_Work required_. Output the data verbatim, with nothing added or dropped.

*** Opening of Data listing ***

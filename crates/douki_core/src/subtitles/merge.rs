//! Timeline merge of matched subtitle sections.
//!
//! The first matched track is the primary: its document is the output
//! skeleton. Every further track contributes its dialogue, shifted by its own
//! delay, and its styles, renamed when a name is already taken.

use std::cmp::Ordering;
use std::collections::{HashMap, HashSet};
use std::path::PathBuf;

use crate::fingerprint::MatchResult;
use crate::subtitles::error::{ParseError, SubtitleError};
use crate::subtitles::types::{AssDocument, Entry, Record, Section, EVENTS_SECTION};

/// Source of replacement style names.
pub trait StyleIdGenerator {
    fn next_id(&mut self) -> String;
}

/// Random 8-hex-digit names.
#[derive(Debug, Default, Clone, Copy)]
pub struct RandomStyleIds;

impl StyleIdGenerator for RandomStyleIds {
    fn next_id(&mut self) -> String {
        let id = uuid::Uuid::new_v4().simple().to_string();
        id[..8].to_string()
    }
}

/// Predictable `prefix1`, `prefix2`, ... names.
#[derive(Debug, Clone)]
pub struct SequentialStyleIds {
    prefix: String,
    next: u32,
}

impl SequentialStyleIds {
    pub fn new(prefix: impl Into<String>) -> Self {
        Self {
            prefix: prefix.into(),
            next: 1,
        }
    }
}

impl StyleIdGenerator for SequentialStyleIds {
    fn next_id(&mut self) -> String {
        let id = format!("{}{}", self.prefix, self.next);
        self.next += 1;
        id
    }
}

/// A subtitle section that passed matching.
#[derive(Debug, Clone)]
pub struct MatchedTrack {
    pub result: MatchResult,
    pub document: AssDocument,
    pub attachments: Vec<PathBuf>,
}

/// Output of [`merge_tracks`].
#[derive(Debug, Clone)]
pub struct MergedScript {
    pub document: AssDocument,
    /// Attachment files of every merged track, in track order.
    pub attachments: Vec<PathBuf>,
}

/// Splice matched tracks into one script.
///
/// Tracks must be in stored-section order; the first one is the primary.
/// Dialogue outside a track's `[from, to]` coverage (in its own, unshifted
/// time) is dropped. Primary events that would end before zero are dropped
/// and surviving starts clamp at zero.
pub fn merge_tracks(
    tracks: Vec<MatchedTrack>,
    ids: &mut dyn StyleIdGenerator,
) -> Result<MergedScript, SubtitleError> {
    let mut tracks = tracks.into_iter();
    let primary = tracks.next().ok_or(SubtitleError::NoTracks)?;

    let mut attachments = primary.attachments;
    let mut document = primary.document;
    let result = primary.result;

    {
        let events = document
            .events_mut()
            .ok_or_else(|| ParseError::MissingSection(EVENTS_SECTION.to_string()))?;
        let body = std::mem::take(&mut events.body);
        events.body = body
            .into_iter()
            .filter_map(|entry| match entry {
                Entry::Record(record) if record.is_dialogue() => {
                    shift_primary(record, &result).map(Entry::Record)
                }
                other => Some(other),
            })
            .collect();
    }

    for track in tracks {
        let MatchedTrack {
            result,
            document: extra,
            attachments: extra_attachments,
        } = track;

        let renames = merge_styles(&mut document, &extra, ids);

        let extra_events = extra
            .events()
            .ok_or_else(|| ParseError::MissingSection(EVENTS_SECTION.to_string()))?;
        let shifted: Vec<Entry> = extra_events
            .records()
            .filter(|r| r.is_dialogue())
            .filter_map(|r| shift_secondary(r.clone(), &result, &renames))
            .map(Entry::Record)
            .collect();

        tracing::debug!(
            "Merged {} events with delay {:.3}s, {} styles renamed",
            shifted.len(),
            result.delay,
            renames.len()
        );

        if let Some(events) = document.events_mut() {
            events.body.extend(shifted);
        }
        attachments.extend(extra_attachments);
    }

    if let Some(events) = document.events_mut() {
        sort_events(&mut events.body);
    }

    Ok(MergedScript {
        document,
        attachments,
    })
}

/// Whether an event lies entirely outside the coverage window.
fn outside_coverage(start: f64, end: f64, result: &MatchResult) -> bool {
    start > result.to || end < result.from
}

fn shift_primary(mut record: Record, result: &MatchResult) -> Option<Record> {
    let (start, end) = (record.start()?, record.end()?);
    let shifted_end = end + result.delay;
    if outside_coverage(start, end, result) || shifted_end < 0.0 {
        return None;
    }
    record.set_start((start + result.delay).max(0.0));
    record.set_end(shifted_end);
    Some(record)
}

fn shift_secondary(
    mut record: Record,
    result: &MatchResult,
    renames: &HashMap<String, String>,
) -> Option<Record> {
    let (start, end) = (record.start()?, record.end()?);
    if outside_coverage(start, end, result) {
        return None;
    }
    record.set_start(start + result.delay);
    record.set_end(end + result.delay);

    if let Some(renamed) = record.style().and_then(|s| renames.get(s)).cloned() {
        record.set("Style", renamed);
    }
    Some(record)
}

/// Append the extra track's style definitions to the primary's style
/// section, renaming those whose name is already defined there.
///
/// Returns the old-to-new name map for remapping the track's events.
fn merge_styles(
    document: &mut AssDocument,
    extra: &AssDocument,
    ids: &mut dyn StyleIdGenerator,
) -> HashMap<String, String> {
    let mut renames = HashMap::new();
    let Some(extra_styles) = extra.styles() else {
        return renames;
    };

    let styles_index = match document.styles_position() {
        Some(index) => index,
        None => {
            let mut section = Section::new(extra_styles.name.clone());
            if let Some(format) = extra_styles.format() {
                section.body.push(Entry::Format(format.to_vec()));
            }
            let index = document.position(EVENTS_SECTION).unwrap_or(document.sections.len());
            document.sections.insert(index, section);
            index
        }
    };
    let styles = &mut document.sections[styles_index];

    let existing: HashSet<String> = styles
        .records()
        .filter(|r| r.is_style())
        .filter_map(|r| r.name().map(str::to_string))
        .collect();
    let incoming: Vec<Record> = extra_styles.records().filter(|r| r.is_style()).cloned().collect();
    let mut taken: HashSet<String> = existing.clone();
    taken.extend(incoming.iter().filter_map(|r| r.name().map(str::to_string)));

    for mut style in incoming {
        if let Some(name) = style.name().map(str::to_string) {
            if existing.contains(&name) {
                let fresh = loop {
                    let candidate = ids.next_id();
                    if !taken.contains(&candidate) {
                        break candidate;
                    }
                };
                taken.insert(fresh.clone());
                style.set("Name", fresh.as_str());
                renames.insert(name, fresh);
            }
        }
        styles.body.push(Entry::Record(style));
    }

    renames
}

/// Stable order: `Format` first, then other non-dialogue lines, then dialogue
/// by start time.
fn sort_events(body: &mut Vec<Entry>) {
    let mut keyed: Vec<((u8, f64), Entry)> = std::mem::take(body)
        .into_iter()
        .map(|entry| {
            let key = match &entry {
                Entry::Format(_) => (0, 0.0),
                Entry::Record(r) if r.is_dialogue() => (2, r.start().unwrap_or(0.0)),
                _ => (1, 0.0),
            };
            (key, entry)
        })
        .collect();

    keyed.sort_by(|(a, _), (b, _)| match a.0.cmp(&b.0) {
        Ordering::Equal => a.1.total_cmp(&b.1),
        other => other,
    });

    *body = keyed.into_iter().map(|(_, entry)| entry).collect();
}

*** Close of Data listing ***

_Written response_.
filename crates/douki_core/src/subtitles/merge.rs
//! Timeline merge of matched subtitle sections.
//!
//! The first matched track is the primary: its document is the output
//! skeleton. Every further track contributes its dialogue, shifted by its own
//! delay, and its styles, renamed when a name is already taken.

use std::cmp::Ordering;
use std::collections::{HashMap, HashSet};
use std::path::PathBuf;

use crate::fingerprint::MatchResult;
use crate::subtitles::error::{ParseError, SubtitleError};
use crate::subtitles::types::{AssDocument, Entry, Record, Section, EVENTS_SECTION};

/// Source of replacement style names.
pub trait StyleIdGenerator {
    fn next_id(&mut self) -> String;
}

/// Random 8-hex-digit names.
#[derive(Debug, Default, Clone, Copy)]
pub struct RandomStyleIds;

impl StyleIdGenerator for RandomStyleIds {
    fn next_id(&mut self) -> String {
        let id = uuid::Uuid::new_v4().simple().to_string();
        id[..8].to_string()
    }
}

/// Predictable `prefix1`, `prefix2`, ... names.
#[derive(Debug, Clone)]
pub struct SequentialStyleIds {
    prefix: String,
    next: u32,
}

impl SequentialStyleIds {
    pub fn new(prefix: impl Into<String>) -> Self {
        Self {
            prefix: prefix.into(),
            next: 1,
        }
    }
}

impl StyleIdGenerator for SequentialStyleIds {
    fn next_id(&mut self) -> String {
        let id = format!("{}{}", self.prefix, self.next);
        self.next += 1;
        id
    }
}

/// A subtitle section that passed matching.
#[derive(Debug, Clone)]
pub struct MatchedTrack {
    pub result: MatchResult,
    pub document: AssDocument,
    pub attachments: Vec<PathBuf>,
}

/// Output of [`merge_tracks`].
#[derive(Debug, Clone)]
pub struct MergedScript {
    pub document: AssDocument,
    /// Attachment files of every merged track, in track order.
    pub attachments: Vec<PathBuf>,
}

/// Splice matched tracks into one script.
///
/// Tracks must be in stored-section order; the first one is the primary.
/// Dialogue outside a track's `[from, to]` coverage (in its own, unshifted
/// time) is dropped. Primary events that would end before zero are dropped
/// and surviving starts clamp at zero.
pub fn merge_tracks(
    tracks: Vec<MatchedTrack>,
    ids: &mut dyn StyleIdGenerator,
) -> Result<MergedScript, SubtitleError> {
    let mut tracks = tracks.into_iter();
    let primary = tracks.next().ok_or(SubtitleError::NoTracks)?;

    let mut attachments = primary.attachments;
    let mut document = primary.document;
    let result = primary.result;

    {
        let events = document
            .events_mut()
            .ok_or_else(|| ParseError::MissingSection(EVENTS_SECTION.to_string()))?;
        let body = std::mem::take(&mut events.body);
        events.body = body
            .into_iter()
            .filter_map(|entry| match entry {
                Entry::Record(record) if record.is_dialogue() => {
                    shift_primary(record, &result).map(Entry::Record)
                }
                other => Some(other),
            })
            .collect();
    }

    for track in tracks {
        let MatchedTrack {
            result,
            document: extra,
            attachments: extra_attachments,
        } = track;

        let renames = merge_styles(&mut document, &extra, ids);

        let extra_events = extra
            .events()
            .ok_or_else(|| ParseError::MissingSection(EVENTS_SECTION.to_string()))?;
        let shifted: Vec<Entry> = extra_events
            .records()
            .filter(|r| r.is_dialogue())
            .filter_map(|r| shift_secondary(r.clone(), &result, &renames))
            .map(Entry::Record)
            .collect();

        tracing::debug!(
            "Merged {} events with delay {:.3}s, {} styles renamed",
            shifted.len(),
            result.delay,
            renames.len()
        );

        if let Some(events) = document.events_mut() {
            events.body.extend(shifted);
        }
        attachments.extend(extra_attachments);
    }

    if let Some(events) = document.events_mut() {
        sort_events(&mut events.body);
    }

    Ok(MergedScript {
        document,
        attachments,
    })
}

/// Whether an event lies entirely outside the coverage window.
fn outside_coverage(start: f64, end: f64, result: &MatchResult) -> bool {
    start > result.to || end < result.from
}

fn shift_primary(mut record: Record, result: &MatchResult) -> Option<Record> {
    let (start, end) = (record.start()?, record.end()?);
    let shifted_end = end + result.delay;
    if outside_coverage(start, end, result) || shifted_end < 0.0 {
        return None;
    }
    record.set_start((start + result.delay).max(0.0));
    record.set_end(shifted_end);
    Some(record)
}

fn shift_secondary(
    mut record: Record,
    result: &MatchResult,
    renames: &HashMap<String, String>,
) -> Option<Record> {
    let (start, end) = (record.start()?, record.end()?);
    if outside_coverage(start, end, result) {
        return None;
    }
    record.set_start(start + result.delay);
    record.set_end(end + result.delay);

    if let Some(renamed) = record.style().and_then(|s| renames.get(s)).cloned() {
        record.set("Style", renamed);
    }
    Some(record)
}

/// Append the extra track's style definitions to the primary's style
/// section, renaming those whose name is already defined there.
///
/// Returns the old-to-new name map for remapping the track's events.
fn merge_styles(
    document: &mut AssDocument,
    extra: &AssDocument,
    ids: &mut dyn StyleIdGenerator,
) -> HashMap<String, String> {
    let mut renames = HashMap::new();
    let Some(extra_styles) = extra.styles() else {
        return renames;
    };

    let styles_index = match document.styles_position() {
        Some(index) => index,
        None => {
            let mut section = Section::new(extra_styles.name.clone());
            if let Some(format) = extra_styles.format() {
                section.body.push(Entry::Format(format.to_vec()));
            }
            let index = document.position(EVENTS_SECTION).unwrap_or(document.sections.len());
            document.sections.insert(index, section);
            index
        }
    };
    let styles = &mut document.sections[styles_index];

    let existing: HashSet<String> = styles
        .records()
        .filter(|r| r.is_style())
        .filter_map(|r| r.name().map(str::to_string))
        .collect();
    let incoming: Vec<Record> = extra_styles.records().filter(|r| r.is_style()).cloned().collect();
    let mut taken: HashSet<String> = existing.clone();
    taken.extend(incoming.iter().filter_map(|r| r.name().map(str::to_string)));

    for mut style in incoming {
        if let Some(name) = style.name().map(str::to_string) {
            if existing.contains(&name) {
                let fresh = loop {
                    let candidate = ids.next_id();
                    if !taken.contains(&candidate) {
                        break candidate;
                    }
                };
                taken.insert(fresh.clone());
                style.set("Name", fresh.as_str());
                renames.insert(name, fresh);
            }
        }
        styles.body.push(Entry::Record(style));
    }

    renames
}

/// Stable order: `Format` first, then other non-dialogue lines, then dialogue
/// by start time.
fn sort_events(body: &mut Vec<Entry>) {
    let mut keyed: Vec<((u8, f64), Entry)> = std::mem::take(body)
        .into_iter()
        .map(|entry| {
            let key = match &entry {
                Entry::Format(_) => (0, 0.0),
                Entry::Record(r) if r.is_dialogue() => (2, r.start().unwrap_or(0.0)),
                _ => (1, 0.0),
            };
            (key, entry)
        })
        .collect();

    keyed.sort_by(|(a, _), (b, _)| match a.0.cmp(&b.0) {
        Ordering::Equal => a.1.total_cmp(&b.1),
        other => other,
    });

    *body = keyed.into_iter().map(|(_, entry)| entry).collect();
}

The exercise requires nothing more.